use std::{cmp::Ordering, collections::HashMap, sync::Arc};

use async_trait::async_trait;
use chrono::Utc;
use tokio::sync::Mutex;
use uuid::Uuid;

use crate::{
    db::store::{CafeStore, RatingStore},
    errors::AppError,
    models::{
        Aspects, Cafe, CafeSort, HelpfulToggle, NewCafe, NewRating, PageRequest, Rating,
        RatingSort, RatingSummary, rating::AspectTotals,
    },
};

#[derive(Debug, Clone)]
struct StoredRating {
    // Insertion order, used to break timestamp ties.
    seq: u64,
    rating: Rating,
}

#[derive(Debug, Default)]
struct MemoryState {
    cafes: HashMap<Uuid, Cafe>,
    ratings: HashMap<Uuid, StoredRating>,
    next_seq: u64,
}

impl MemoryState {
    fn ratings_where(&self, keep: impl Fn(&Rating) -> bool) -> Vec<&StoredRating> {
        self.ratings.values().filter(|s| keep(&s.rating)).collect()
    }
}

/// Process-local store for development runs and tests.
#[derive(Clone, Default)]
pub struct MemoryStore {
    state: Arc<Mutex<MemoryState>>,
}

impl MemoryStore {
    pub fn new() -> Self {
        Self::default()
    }
}

fn newest_first(a: &StoredRating, b: &StoredRating) -> Ordering {
    b.rating
        .created_at
        .cmp(&a.rating.created_at)
        .then(b.seq.cmp(&a.seq))
}

fn compare(sort: RatingSort, a: &StoredRating, b: &StoredRating) -> Ordering {
    match sort {
        RatingSort::Newest => newest_first(a, b),
        RatingSort::Oldest => newest_first(b, a),
        RatingSort::Highest => b
            .rating
            .rating
            .cmp(&a.rating.rating)
            .then_with(|| newest_first(a, b)),
        RatingSort::Lowest => a
            .rating
            .rating
            .cmp(&b.rating.rating)
            .then_with(|| newest_first(a, b)),
        RatingSort::MostHelpful => b
            .rating
            .helpful_count
            .cmp(&a.rating.helpful_count)
            .then_with(|| newest_first(a, b)),
    }
}

fn compare_cafes(sort: CafeSort, a: &Cafe, b: &Cafe) -> Ordering {
    let newest = b.created_at.cmp(&a.created_at).then(b.id.cmp(&a.id));
    match sort {
        CafeSort::Rating => b
            .ratings
            .average
            .total_cmp(&a.ratings.average)
            .then(b.ratings.count.cmp(&a.ratings.count))
            .then(newest),
        CafeSort::Newest => newest,
    }
}

fn paginate(mut rows: Vec<&StoredRating>, sort: RatingSort, page: PageRequest) -> Vec<Rating> {
    rows.sort_by(|a, b| compare(sort, a, b));
    rows.into_iter()
        .skip(page.offset() as usize)
        .take(page.limit as usize)
        .map(|s| s.rating.clone())
        .collect()
}

#[async_trait]
impl RatingStore for MemoryStore {
    async fn find_rating(&self, rating_id: Uuid) -> Result<Option<Rating>, AppError> {
        let state = self.state.lock().await;
        Ok(state.ratings.get(&rating_id).map(|s| s.rating.clone()))
    }

    async fn find_user_rating(
        &self,
        user_id: Uuid,
        cafe_id: Uuid,
    ) -> Result<Option<Rating>, AppError> {
        let state = self.state.lock().await;
        Ok(state
            .ratings
            .values()
            .find(|s| s.rating.user_id == user_id && s.rating.cafe_id == cafe_id)
            .map(|s| s.rating.clone()))
    }

    async fn insert_rating(&self, new_rating: NewRating) -> Result<Rating, AppError> {
        let mut state = self.state.lock().await;

        if !state.cafes.contains_key(&new_rating.cafe_id) {
            return Err(AppError::NotFound("Cafe not found".into()));
        }

        let duplicate = state.ratings.values().any(|s| {
            s.rating.user_id == new_rating.user_id && s.rating.cafe_id == new_rating.cafe_id
        });
        if duplicate {
            return Err(AppError::Conflict("You have already rated this cafe".into()));
        }

        let now = Utc::now();
        let rating = Rating {
            id: Uuid::new_v4(),
            user_id: new_rating.user_id,
            cafe_id: new_rating.cafe_id,
            rating: new_rating.rating,
            review: new_rating.review,
            aspects: new_rating.aspects,
            helpful_voters: Vec::new(),
            helpful_count: 0,
            created_at: now,
            updated_at: now,
        };

        let seq = state.next_seq;
        state.next_seq += 1;
        state.ratings.insert(
            rating.id,
            StoredRating {
                seq,
                rating: rating.clone(),
            },
        );

        Ok(rating)
    }

    async fn update_rating(
        &self,
        rating_id: Uuid,
        stars: i16,
        review: String,
        aspects: Aspects,
    ) -> Result<Rating, AppError> {
        let mut state = self.state.lock().await;
        let stored = state
            .ratings
            .get_mut(&rating_id)
            .ok_or_else(|| AppError::NotFound("Rating not found".into()))?;

        stored.rating.rating = stars;
        stored.rating.review = review;
        stored.rating.aspects = aspects;
        stored.rating.updated_at = Utc::now();

        Ok(stored.rating.clone())
    }

    async fn delete_rating(&self, rating_id: Uuid) -> Result<bool, AppError> {
        let mut state = self.state.lock().await;
        Ok(state.ratings.remove(&rating_id).is_some())
    }

    async fn toggle_helpful(
        &self,
        rating_id: Uuid,
        user_id: Uuid,
    ) -> Result<Option<HelpfulToggle>, AppError> {
        let mut state = self.state.lock().await;
        let Some(stored) = state.ratings.get_mut(&rating_id) else {
            return Ok(None);
        };

        let voters = &mut stored.rating.helpful_voters;
        let is_helpful = match voters.binary_search(&user_id) {
            Ok(pos) => {
                voters.remove(pos);
                false
            }
            Err(pos) => {
                voters.insert(pos, user_id);
                true
            }
        };
        stored.rating.helpful_count = voters.len() as i32;

        Ok(Some(HelpfulToggle {
            helpful_count: stored.rating.helpful_count,
            is_helpful,
        }))
    }

    async fn list_cafe_ratings(
        &self,
        cafe_id: Uuid,
        sort: RatingSort,
        page: PageRequest,
    ) -> Result<Vec<Rating>, AppError> {
        let state = self.state.lock().await;
        let rows = state.ratings_where(|r| r.cafe_id == cafe_id);
        Ok(paginate(rows, sort, page))
    }

    async fn count_cafe_ratings(&self, cafe_id: Uuid) -> Result<i64, AppError> {
        let state = self.state.lock().await;
        Ok(state.ratings_where(|r| r.cafe_id == cafe_id).len() as i64)
    }

    async fn list_user_ratings(
        &self,
        user_id: Uuid,
        page: PageRequest,
    ) -> Result<Vec<Rating>, AppError> {
        let state = self.state.lock().await;
        let rows = state.ratings_where(|r| r.user_id == user_id);
        Ok(paginate(rows, RatingSort::Newest, page))
    }

    async fn count_user_ratings(&self, user_id: Uuid) -> Result<i64, AppError> {
        let state = self.state.lock().await;
        Ok(state.ratings_where(|r| r.user_id == user_id).len() as i64)
    }

    async fn star_histogram(&self, cafe_id: Uuid) -> Result<Vec<(i16, i64)>, AppError> {
        let state = self.state.lock().await;
        let mut counts: HashMap<i16, i64> = HashMap::new();
        for stored in state.ratings_where(|r| r.cafe_id == cafe_id) {
            *counts.entry(stored.rating.rating).or_insert(0) += 1;
        }

        let mut histogram: Vec<(i16, i64)> = counts.into_iter().collect();
        histogram.sort_by(|a, b| b.0.cmp(&a.0));
        Ok(histogram)
    }

    async fn aspect_totals(&self, cafe_id: Uuid) -> Result<AspectTotals, AppError> {
        let state = self.state.lock().await;
        let mut totals = AspectTotals::default();
        for stored in state.ratings_where(|r| r.cafe_id == cafe_id) {
            let aspects = stored.rating.aspects;
            totals.food.add(aspects.food);
            totals.service.add(aspects.service);
            totals.ambiance.add(aspects.ambiance);
            totals.value.add(aspects.value);
        }
        Ok(totals)
    }
}

#[async_trait]
impl CafeStore for MemoryStore {
    async fn create_cafe(&self, new_cafe: NewCafe) -> Result<Cafe, AppError> {
        let now = Utc::now();
        let cafe = Cafe {
            id: Uuid::new_v4(),
            owner_id: new_cafe.owner_id,
            name: new_cafe.name,
            description: new_cafe.description,
            is_active: true,
            ratings: RatingSummary::default(),
            created_at: now,
            updated_at: now,
        };

        self.state.lock().await.cafes.insert(cafe.id, cafe.clone());
        Ok(cafe)
    }

    async fn find_cafe(&self, cafe_id: Uuid) -> Result<Option<Cafe>, AppError> {
        Ok(self.state.lock().await.cafes.get(&cafe_id).cloned())
    }

    async fn list_cafes(&self, sort: CafeSort, page: PageRequest) -> Result<Vec<Cafe>, AppError> {
        let state = self.state.lock().await;
        let mut cafes: Vec<&Cafe> = state.cafes.values().filter(|c| c.is_active).collect();
        cafes.sort_by(|a, b| compare_cafes(sort, a, b));

        Ok(cafes
            .into_iter()
            .skip(page.offset() as usize)
            .take(page.limit as usize)
            .cloned()
            .collect())
    }

    async fn count_active_cafes(&self) -> Result<i64, AppError> {
        let state = self.state.lock().await;
        Ok(state.cafes.values().filter(|c| c.is_active).count() as i64)
    }

    async fn set_cafe_active(
        &self,
        cafe_id: Uuid,
        is_active: bool,
    ) -> Result<Option<Cafe>, AppError> {
        let mut state = self.state.lock().await;
        Ok(state.cafes.get_mut(&cafe_id).map(|cafe| {
            cafe.is_active = is_active;
            cafe.updated_at = Utc::now();
            cafe.clone()
        }))
    }

    async fn write_rating_summary(
        &self,
        cafe_id: Uuid,
        summary: RatingSummary,
    ) -> Result<(), AppError> {
        let mut state = self.state.lock().await;
        let cafe = state
            .cafes
            .get_mut(&cafe_id)
            .ok_or_else(|| AppError::NotFound("Cafe not found".into()))?;

        cafe.ratings = summary;
        cafe.updated_at = Utc::now();
        Ok(())
    }

    async fn delete_cafe(&self, cafe_id: Uuid) -> Result<bool, AppError> {
        let mut state = self.state.lock().await;
        if state.cafes.remove(&cafe_id).is_none() {
            return Ok(false);
        }

        state.ratings.retain(|_, s| s.rating.cafe_id != cafe_id);
        Ok(true)
    }
}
=====
> [YOUR TASK] A single number is the whole answer: how many lines in the entries hold the word "stars".

> [SOLUTION FOR THIS EXERCISE] 2